Results from our study suggest that the implementation of a simplified wound care regimen consisting of a one-time HCD application after dermatologic surgical procedures increases patient satisfaction and improves patient-reported outcomes. Participants rated HCD higher in convenience, comfort, scar appearance, and simplicity of wound care instructions compared with CDD, even after controlling for age, sex, surgical site, repair complexity, operating surgeon, and availability of assistance with wound care (Table II and Fig 1). On a 10-point Likert scale assessing convenience, HCD was rated as significantly more convenient at an average value of 9.30, compared with 5.84 for CDD. Studies in other disciplines support the idea that patients desire simpler wound management after surgery.18 Furthermore, patients subjectively rated the appearance of scars from wounds covered with HCD higher than those covered with CDD. HCD is suggested to have some intrinsic healing properties, which may help explain the perceived difference in scar appearance.19 There was no notable difference in postoperative complications when either dressing was used (Table III). Importantly, nearly all patients (96.8%) reported that they would choose HCD over CDD if given the choice of wound care dressing.

One limitation in this study is the variability in time from prior dermatologic surgery to survey completion leading to potential recall bias. In addition, some of these procedures were performed by different surgeons, and wound care instructions were provided by additional nursing staff when patients used CDD. In our study cohort, only 33 (51.6%) participants had both surgeries (HCD and CDD) performed by the same surgeon (SKQ). In our multivariate analysis, we were able to control for the operating surgeon as a potential confounder and showed that the statistically significant difference between HCD versus CDD scores was unattenuated by the surgeon who performed the surgery.

Conclusion

Postoperative wound care after dermatologic surgery can be tedious and confusing for patients. With the increasing age of patients and the number of surgical procedures performed in dermatology offices, there is an unmet need to improve postoperative wound care regimens. Our study suggests that a simplified wound care regimen—involving a one-time application of an HCD—results in greater comfort, convenience, scar appearance, and simplicity of wound care instructions compared with CDD changes.

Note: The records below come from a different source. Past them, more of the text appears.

// Copyright (c) 2025 Jonathan Fontanez
// SPDX-License-Identifier: BUSL-1.1

//! Ownership transfer of caller buffers into a graph input stream.
//!
//! Every buffer that enters [`PacketTransfer`] is released exactly once
//! unless the engine accepts it:
//!
//! ```text
//! caller buffer ──build──► packet ──submit──► engine owns it
//!       │                    │
//!       └─ build failed:     └─ submit rejected:
//!          release buffer       release packet (which releases the buffer)
//! ```

use crate::core::engine::{GraphEngine, Rejected, Releasable};
use crate::core::Result;

/// Owns a releasable item until it is handed off.
///
/// Dropping the guard releases the item, so a buffer held here is never
/// leaked even if the holder unwinds or returns early.
pub struct ReleaseGuard<T: Releasable> {
    item: Option<T>,
}

impl<T: Releasable> ReleaseGuard<T> {
    pub fn new(item: T) -> Self {
        Self { item: Some(item) }
    }

    pub fn get(&self) -> &T {
        match &self.item {
            Some(item) => item,
            None => unreachable!("ReleaseGuard holds its item until consumed"),
        }
    }

    /// Hands the item to a new owner without releasing it.
    pub fn into_inner(mut self) -> T {
        match self.item.take() {
            Some(item) => item,
            None => unreachable!("ReleaseGuard holds its item until consumed"),
        }
    }

    pub fn release(mut self) {
        if let Some(item) = self.item.take() {
            item.release();
        }
    }
}

impl<T: Releasable> Drop for ReleaseGuard<T> {
    fn drop(&mut self) {
        if let Some(item) = self.item.take() {
            item.release();
        }
    }
}

/// Builds packets from caller buffers and submits them to one input stream.
pub struct PacketTransfer<'a, G: GraphEngine> {
    graph: &'a G,
    stream: &'a str,
}

impl<'a, G: GraphEngine> PacketTransfer<'a, G> {
    pub fn new(graph: &'a G, stream: &'a str) -> Self {
        Self { graph, stream }
    }

    pub fn stream(&self) -> &str {
        self.stream
    }

    /// Wraps a GPU frame and submits it.
    ///
    /// The frame moves into the packet as soon as the packet is built; from
    /// then on only the packet is released on failure.
    pub fn transfer_frame(&self, frame: ReleaseGuard<G::Frame>, timestamp: i64) -> Result<()> {
        let packet = self
            .graph
            .packet_from_frame(frame.into_inner())
            .map_err(Rejected::release_item)?;
        self.submit(ReleaseGuard::new(packet), timestamp)
    }

    /// Copies a decoded image into a packet and submits it. The bitmap stays
    /// with the caller.
    pub fn transfer_bitmap(&self, bitmap: &G::Bitmap, timestamp: i64) -> Result<()> {
        let packet = self.graph.packet_from_bitmap(bitmap)?;
        self.submit(ReleaseGuard::new(packet), timestamp)
    }

    /// Copies an interleaved PCM window into a packet and submits it.
    pub fn transfer_audio(
        &self,
        data: &[u8],
        channel_count: u16,
        num_samples: usize,
        timestamp: i64,
    ) -> Result<()> {
        let packet = self
            .graph
            .packet_from_audio(data, channel_count, num_samples)?;
        self.submit(ReleaseGuard::new(packet), timestamp)
    }

    fn submit(&self, packet: ReleaseGuard<G::Packet>, timestamp: i64) -> Result<()> {
        match self.graph.submit(self.stream, packet.into_inner(), timestamp) {
            Ok(()) => {
                tracing::trace!(stream = self.stream, timestamp, "Packet handed to graph");
                Ok(())
            }
            // Rejected submissions do not release the packet; that is on us.
            Err(rejected) => Err(rejected.release_item()),
        }
    }
}

#[cfg(test)]
mod tests {
    use super::*;
    use crate::core::FrameFeedError;
    use crate::core::loopback::{LoopbackFrame, LoopbackGraph, RgbImage};

    fn started_graph() -> LoopbackGraph {
        let graph = LoopbackGraph::new();
        graph.start_graph().unwrap();
        graph
    }

    #[test]
    fn test_guard_drop_releases() {
        let graph = LoopbackGraph::new();
        let ledger = graph.ledger();
        {
            let _guard = ReleaseGuard::new(LoopbackFrame::new(&ledger, 1, 640, 480, 0));
        }
        assert_eq!(ledger.frames_released(), 1);
    }

    #[test]
    fn test_guard_into_inner_does_not_release() {
        let graph = LoopbackGraph::new();
        let ledger = graph.ledger();
        let guard = ReleaseGuard::new(LoopbackFrame::new(&ledger, 1, 640, 480, 0));

        let frame = guard.into_inner();
        assert_eq!(ledger.frames_released(), 0);

        frame.release();
        assert_eq!(ledger.frames_released(), 1);
    }

    #[test]
    fn test_accepted_frame_is_owned_by_graph() {
        let graph = started_graph();
        let ledger = graph.ledger();
        let frame = LoopbackFrame::new(&ledger, 7, 640, 480, 1000);

        PacketTransfer::new(&graph, "input_video")
            .transfer_frame(ReleaseGuard::new(frame), 1000)
            .unwrap();

        assert_eq!(ledger.frames_released(), 0);
        assert_eq!(graph.submissions("input_video"), vec![1000]);

        graph.wait_until_drained().unwrap();
        assert_eq!(ledger.frames_released(), 1);
        assert_eq!(ledger.packets_released(), 1);
    }

    #[test]
    fn test_rejected_submission_releases_packet_and_frame_once() {
        let graph = started_graph();
        graph.reject_next_submissions(1);
        let ledger = graph.ledger();
        let frame = LoopbackFrame::new(&ledger, 7, 640, 480, 1000);

        let err = PacketTransfer::new(&graph, "input_video")
            .transfer_frame(ReleaseGuard::new(frame), 1000)
            .unwrap_err();

        assert!(matches!(err, FrameFeedError::Graph(_)));
        assert_eq!(ledger.packets_released(), 1);
        assert_eq!(ledger.frames_released(), 1);
    }

    #[test]
    fn test_failed_build_releases_caller_frame() {
        let graph = started_graph();
        graph.fail_next_packet_creations(1);
        let ledger = graph.ledger();
        let frame = LoopbackFrame::new(&ledger, 7, 640, 480, 1000);

        let err = PacketTransfer::new(&graph, "input_video")
            .transfer_frame(ReleaseGuard::new(frame), 1000)
            .unwrap_err();

        assert!(matches!(err, FrameFeedError::PacketCreation(_)));
        assert_eq!(ledger.frames_released(), 1);
        assert_eq!(ledger.packets_created(), 0);
        assert!(graph.submissions("input_video").is_empty());
    }

    #[test]
    fn test_bitmap_rejection_releases_packet() {
        let graph = started_graph();
        let ledger = graph.ledger();
        let transfer = PacketTransfer::new(&graph, "input_video_cpu");
        let image = RgbImage::solid(4, 4, [0, 0, 0]);

        transfer.transfer_bitmap(&image, 500).unwrap();
        // Same timestamp again: the graph rejects it.
        assert!(transfer.transfer_bitmap(&image, 500).is_err());

        assert_eq!(ledger.packets_created(), 2);
        assert_eq!(ledger.packets_released(), 1);
    }

    #[test]
    fn test_audio_transfer_submits_with_timestamp() {
        let graph = started_graph();
        let transfer = PacketTransfer::new(&graph, "input_audio");

        transfer.transfer_audio(&[0u8; 64], 1, 32, 20_000).unwrap();

        assert_eq!(graph.submissions("input_audio"), vec![20_000]);
    }
}
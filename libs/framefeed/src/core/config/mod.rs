// Copyright (c) 2025 Jonathan Fontanez
// SPDX-License-Identifier: BUSL-1.1

//! Session wiring loaded from disk.

mod session_config;

pub use session_config::{AudioStreamsConfig, SessionConfig, VideoStreamsConfig};
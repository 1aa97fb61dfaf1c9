// Copyright (c) 2025 Jonathan Fontanez
// SPDX-License-Identifier: BUSL-1.1

use bytes::Bytes;

use crate::core::{FrameFeedError, Result};

/// A buffer whose storage belongs to someone outside this crate and must be
/// handed back exactly once.
///
/// `release` consumes the value, so a released buffer cannot be touched or
/// released again.
pub trait Releasable {
    fn release(self);
}

/// Handle to a GPU texture produced by a camera, decoder or the graph itself.
pub trait TextureFrame: Releasable + Send + 'static {
    fn texture_name(&self) -> u32;
    fn width(&self) -> u32;
    fn height(&self) -> u32;
    /// Timestamp in microseconds.
    fn timestamp(&self) -> i64;
}

/// Transferable unit understood by the engine.
///
/// Input packets are built from caller buffers and submitted with ownership;
/// output packets are lent to output callbacks for the duration of the call.
pub trait GraphPacket: Releasable + Send + 'static {
    type Frame: TextureFrame;

    /// Timestamp in microseconds.
    fn timestamp(&self) -> i64;

    /// Returns a new frame handle referencing this packet's texture.
    ///
    /// Every call yields an independent handle that the receiver releases.
    fn texture_frame(&self) -> Result<Self::Frame>;

    /// Returns the packet's interleaved 16-bit PCM payload.
    fn audio_data(&self) -> Result<Bytes>;
}

/// An engine call that failed and handed ownership of `item` back.
#[derive(Debug)]
pub struct Rejected<T> {
    pub item: T,
    pub error: FrameFeedError,
}

impl<T> Rejected<T> {
    pub fn new(item: T, error: FrameFeedError) -> Self {
        Self { item, error }
    }

    /// Releases the returned item and yields the error.
    pub fn release_item(self) -> FrameFeedError
    where
        T: Releasable,
    {
        self.item.release();
        self.error
    }
}
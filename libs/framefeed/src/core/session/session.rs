// Copyright (c) 2025 Jonathan Fontanez
// SPDX-License-Identifier: BUSL-1.1

use std::collections::HashMap;
use std::sync::Arc;
use std::sync::atomic::AtomicU8;

use arc_swap::ArcSwap;
use parking_lot::RwLock;

use super::egress::{audio_fan_out, video_fan_out};
use super::error_channel::{ErrorChannel, ErrorListener};
use super::state::{Lifecycle, SessionState};
use super::streams::{SessionStreams, validate_stream_name, validate_stream_pair};
use crate::core::config::SessionConfig;
use crate::core::consumers::{AudioDataConsumer, ConsumerRegistry, TextureFrameConsumer};
use crate::core::dispatch::Dispatcher;
use crate::core::engine::{GraphEngine, GraphService, PacketCallback, Releasable};
use crate::core::frames::AudioFormat;
use crate::core::{FrameFeedError, Result};

/// Notified right before a video frame is handed to the graph, so correlated
/// packets can be fed to side streams at the same timestamp.
pub trait OnWillAddFrame: Send + Sync {
    fn on_will_add_frame(&self, timestamp: i64);
}

impl<T> OnWillAddFrame for T
where
    T: Fn(i64) + Send + Sync,
{
    fn on_will_add_frame(&self, timestamp: i64) {
        self(timestamp)
    }
}

/// One processing session on top of one graph instance.
///
/// Configure streams while idle, optionally [`preheat`](Self::preheat), feed
/// frames and audio from any thread, then [`close`](Self::close).
pub struct Session<G: GraphEngine> {
    pub(super) graph: Arc<G>,
    pub(super) lifecycle: Lifecycle,
    pub(super) streams: ArcSwap<SessionStreams>,
    /// Committed [`VideoPath`](super::streams::VideoPath), 0 while undecided.
    pub(super) video_path: AtomicU8,
    pub(super) video_consumers: Arc<ConsumerRegistry<dyn TextureFrameConsumer<G::Frame>>>,
    pub(super) audio_consumers: Arc<ConsumerRegistry<dyn AudioDataConsumer>>,
    pub(super) errors: Arc<ErrorChannel>,
    pub(super) will_add_frame: RwLock<Option<Arc<dyn OnWillAddFrame>>>,
}

impl<G: GraphEngine> Session<G> {
    pub fn new(graph: Arc<G>) -> Self {
        Self {
            graph,
            lifecycle: Lifecycle::new(),
            streams: ArcSwap::from_pointee(SessionStreams::default()),
            video_path: AtomicU8::new(0),
            video_consumers: Arc::new(ConsumerRegistry::new()),
            audio_consumers: Arc::new(ConsumerRegistry::new()),
            errors: Arc::new(ErrorChannel::new()),
            will_add_frame: RwLock::new(None),
        }
    }

    /// Creates a session wired for video input and, optionally, output.
    pub fn with_video_streams(
        graph: Arc<G>,
        input_stream: &str,
        output_stream: Option<&str>,
    ) -> Result<Self> {
        let session = Self::new(graph);
        session.add_video_streams(Some(input_stream), output_stream, None)?;
        Ok(session)
    }

    /// Creates a session wired as described by `config`.
    pub fn from_config(graph: Arc<G>, config: &SessionConfig) -> Result<Self> {
        let session = Self::new(graph);
        session.configure(config)?;
        Ok(session)
    }

    pub fn graph(&self) -> &Arc<G> {
        &self.graph
    }

    pub fn state(&self) -> SessionState {
        self.lifecycle.state()
    }

    pub fn streams(&self) -> Arc<SessionStreams> {
        self.streams.load_full()
    }

    // =========================================================================
    // Configuration (idle only)
    // =========================================================================

    /// Applies every section of `config`.
    pub fn configure(&self, config: &SessionConfig) -> Result<()> {
        if let Some(video) = &config.video {
            if video.input_stream.is_some() || video.output_stream.is_some() {
                self.add_video_streams(
                    video.input_stream.as_deref(),
                    video.output_stream.as_deref(),
                    video.parent_gl_context,
                )?;
            }
            if let Some(cpu) = &video.input_stream_cpu {
                self.set_video_input_stream_cpu(cpu)?;
            }
        }
        if let Some(audio) = &config.audio {
            self.add_audio_streams(
                audio.input_stream.as_deref(),
                audio.output_stream.as_deref(),
                audio.channel_count,
                audio.sample_rate,
            )?;
        }
        Ok(())
    }

    /// Wires the GPU video input stream and the video output stream.
    ///
    /// The output stream gets a fan-out callback delivering to the video
    /// consumers. `parent_gl_context` lets graph GL contexts share textures
    /// with the host context.
    pub fn add_video_streams(
        &self,
        input_stream: Option<&str>,
        output_stream: Option<&str>,
        parent_gl_context: Option<u64>,
    ) -> Result<()> {
        self.lifecycle.configure("add_video_streams", || {
            validate_stream_pair("video", input_stream, output_stream)?;
            let current = self.streams.load_full();
            if output_stream.is_some() && current.video_output.is_some() {
                return Err(FrameFeedError::Configuration(format!(
                    "video output stream already configured as '{}'",
                    current.video_output.as_deref().unwrap_or_default()
                )));
            }

            if let Some(output) = output_stream {
                self.graph.register_output_callback(
                    output,
                    video_fan_out::<G>(
                        output.to_string(),
                        Arc::clone(&self.video_consumers),
                        Arc::clone(&self.errors),
                    ),
                )?;
            }
            if let Some(context) = parent_gl_context {
                self.graph.set_parent_gl_context(context)?;
            }

            let mut next = SessionStreams::clone(&current);
            if input_stream.is_some() {
                next.video_input = input_stream.map(str::to_string);
            }
            if output_stream.is_some() {
                next.video_output = output_stream.map(str::to_string);
            }
            tracing::info!(
                input = ?next.video_input,
                output = ?next.video_output,
                "Configured video streams"
            );
            self.streams.store(Arc::new(next));
            Ok(())
        })
    }

    /// Wires the audio streams.
    ///
    /// The input stream receives its time-series header here, once. The
    /// format is fixed from now on; only 16-bit PCM with one or two channels
    /// is supported.
    pub fn add_audio_streams(
        &self,
        input_stream: Option<&str>,
        output_stream: Option<&str>,
        channel_count: u16,
        sample_rate: u32,
    ) -> Result<()> {
        self.lifecycle.configure("add_audio_streams", || {
            validate_stream_pair("audio", input_stream, output_stream)?;
            if !(1..=2).contains(&channel_count) {
                return Err(FrameFeedError::Configuration(format!(
                    "audio channel count must be 1 or 2, got {}",
                    channel_count
                )));
            }
            if sample_rate == 0 {
                return Err(FrameFeedError::Configuration(
                    "audio sample rate must be positive".into(),
                ));
            }
            let current = self.streams.load_full();
            if current.audio_format.is_some() {
                return Err(FrameFeedError::Configuration(
                    "audio streams are already configured".into(),
                ));
            }

            let format = AudioFormat::pcm16(channel_count, sample_rate);
            if let Some(input) = input_stream {
                let header = self
                    .graph
                    .time_series_header(channel_count, sample_rate as f64)?;
                self.graph.set_stream_header(input, header)?;
            }
            if let Some(output) = output_stream {
                self.graph.register_output_callback(
                    output,
                    audio_fan_out::<G>(
                        output.to_string(),
                        Arc::clone(&self.audio_consumers),
                        Arc::clone(&self.errors),
                        format,
                    ),
                )?;
            }

            let mut next = SessionStreams::clone(&current);
            next.audio_input = input_stream.map(str::to_string);
            next.audio_output = output_stream.map(str::to_string);
            next.audio_format = Some(format);
            tracing::info!(
                input = ?next.audio_input,
                output = ?next.audio_output,
                channel_count,
                sample_rate,
                "Configured audio streams"
            );
            self.streams.store(Arc::new(next));
            Ok(())
        })
    }

    /// Sets the input stream fed by [`submit_bitmap_frame`](Self::submit_bitmap_frame).
    pub fn set_video_input_stream_cpu(&self, input_stream: &str) -> Result<()> {
        self.lifecycle.configure("set_video_input_stream_cpu", || {
            validate_stream_name("video cpu input", input_stream)?;
            let mut next = SessionStreams::clone(&self.streams.load());
            next.video_input_cpu = Some(input_stream.to_string());
            self.streams.store(Arc::new(next));
            Ok(())
        })
    }

    /// Hands packets to the graph that stay constant for the whole run.
    ///
    /// The packets are released here if the session is no longer idle.
    pub fn set_input_side_packets(&self, packets: HashMap<String, G::Packet>) -> Result<()> {
        let mut packets = Some(packets);
        let outcome = self.lifecycle.configure("set_input_side_packets", || {
            self.graph
                .set_input_side_packets(packets.take().unwrap_or_default())
        });
        for (_, packet) in packets.into_iter().flatten() {
            packet.release();
        }
        outcome
    }

    /// Binds a host object to a graph service before the graph starts.
    pub fn set_service_object<T>(&self, service: &GraphService<T>, object: Arc<T>) -> Result<()>
    where
        T: Send + Sync + 'static,
    {
        self.lifecycle.configure("set_service_object", || {
            tracing::debug!(service = service.name(), "Setting service object");
            self.graph.set_service_object(service, object)
        })
    }

    /// Installs a raw callback on any graph output stream.
    pub fn add_packet_callback(
        &self,
        output_stream: &str,
        callback: PacketCallback<G::Packet>,
    ) -> Result<()> {
        self.lifecycle.configure("add_packet_callback", || {
            validate_stream_name("callback output", output_stream)?;
            self.graph.register_output_callback(output_stream, callback)
        })
    }

    // =========================================================================
    // Listeners and consumers (any time, any thread)
    // =========================================================================

    /// Routes data-plane failures to `listener`; `None` restores logging.
    pub fn set_error_listener(&self, listener: Option<Arc<dyn ErrorListener>>) {
        self.errors.set_listener(listener, None);
    }

    /// Like [`set_error_listener`](Self::set_error_listener), but
    /// notifications are posted to `dispatcher` when one is given.
    pub fn set_error_listener_with_dispatcher(
        &self,
        listener: Option<Arc<dyn ErrorListener>>,
        dispatcher: Option<Arc<dyn Dispatcher>>,
    ) {
        self.errors.set_listener(listener, dispatcher);
    }

    pub fn set_on_will_add_frame_listener(&self, listener: Option<Arc<dyn OnWillAddFrame>>) {
        *self.will_add_frame.write() = listener;
    }

    pub fn set_consumer(&self, consumer: Arc<dyn TextureFrameConsumer<G::Frame>>) {
        self.video_consumers.set(consumer);
    }

    pub fn add_consumer(&self, consumer: Arc<dyn TextureFrameConsumer<G::Frame>>) {
        self.video_consumers.add(consumer);
    }

    pub fn remove_consumer(&self, consumer: &Arc<dyn TextureFrameConsumer<G::Frame>>) -> bool {
        self.video_consumers.remove(consumer)
    }

    pub fn set_audio_consumer(&self, consumer: Arc<dyn AudioDataConsumer>) {
        self.audio_consumers.set(consumer);
    }

    pub fn add_audio_consumer(&self, consumer: Arc<dyn AudioDataConsumer>) {
        self.audio_consumers.add(consumer);
    }

    pub fn remove_audio_consumer(&self, consumer: &Arc<dyn AudioDataConsumer>) -> bool {
        self.audio_consumers.remove(consumer)
    }

    // =========================================================================
    // Lifecycle
    // =========================================================================

    /// Starts the graph ahead of the first frame.
    ///
    /// A start failure is returned here. Calling this on a started session
    /// does nothing.
    pub fn preheat(&self) -> Result<()> {
        self.lifecycle
            .ensure_started(|| self.start_graph())
            .map(|_| ())
    }

    /// Blocks until the graph has no in-flight work.
    pub fn wait_until_idle(&self) {
        if self.lifecycle.state() != SessionState::Started {
            return;
        }
        if let Err(error) = self.graph.wait_until_idle() {
            self.errors.report(error);
        }
    }

    /// Drains and tears down the graph.
    ///
    /// Blocks until every admitted packet has been processed. Failures go to
    /// the error channel. On an idle session the graph is left untouched.
    pub fn close(&self) {
        let previous = self.lifecycle.close();
        tracing::debug!(?previous, "Session closed");
        if previous != SessionState::Started {
            return;
        }

        // Listeners and output callbacks run from here on and may call back
        // into the session.
        tracing::info!("Closing graph inputs and draining");
        let drained = self
            .graph
            .close_all_inputs()
            .and_then(|()| self.graph.wait_until_drained());
        if let Err(error) = drained {
            self.errors.report(error);
        }

        if let Err(error) = self.graph.tear_down() {
            self.errors.report(error);
        }
    }

    pub(super) fn start_graph(&self) -> Result<()> {
        tracing::info!("Starting graph");
        self.graph.start_graph()
    }
}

Larger scale studies are needed to further elucidate the benefits of HCD over CDD with regard to postoperative complications. Objective scar assessment using validated scar rating scales can also more reliably measure any potential impact of HCD on scar appearance and cosmesis. Future investigations could also examine the cost-effectiveness of this wound care strategy, its use after less invasive dermatologic surgeries and cosmetic procedures, and its utility for surgeries involving more advanced closure techniques such as flaps and grafts.

Conflicts of interest

None disclosed.

Footnotes

Funding sources: Dr Que receives research funding from the Indiana Clinical and Translational Sciences Institute.

IRB approval status: The study protocol, informed consent/assent form, participant recruitment materials, and other information provided to study participants were reviewed by the Indiana University Human Research Protection Program office and exempted from further review.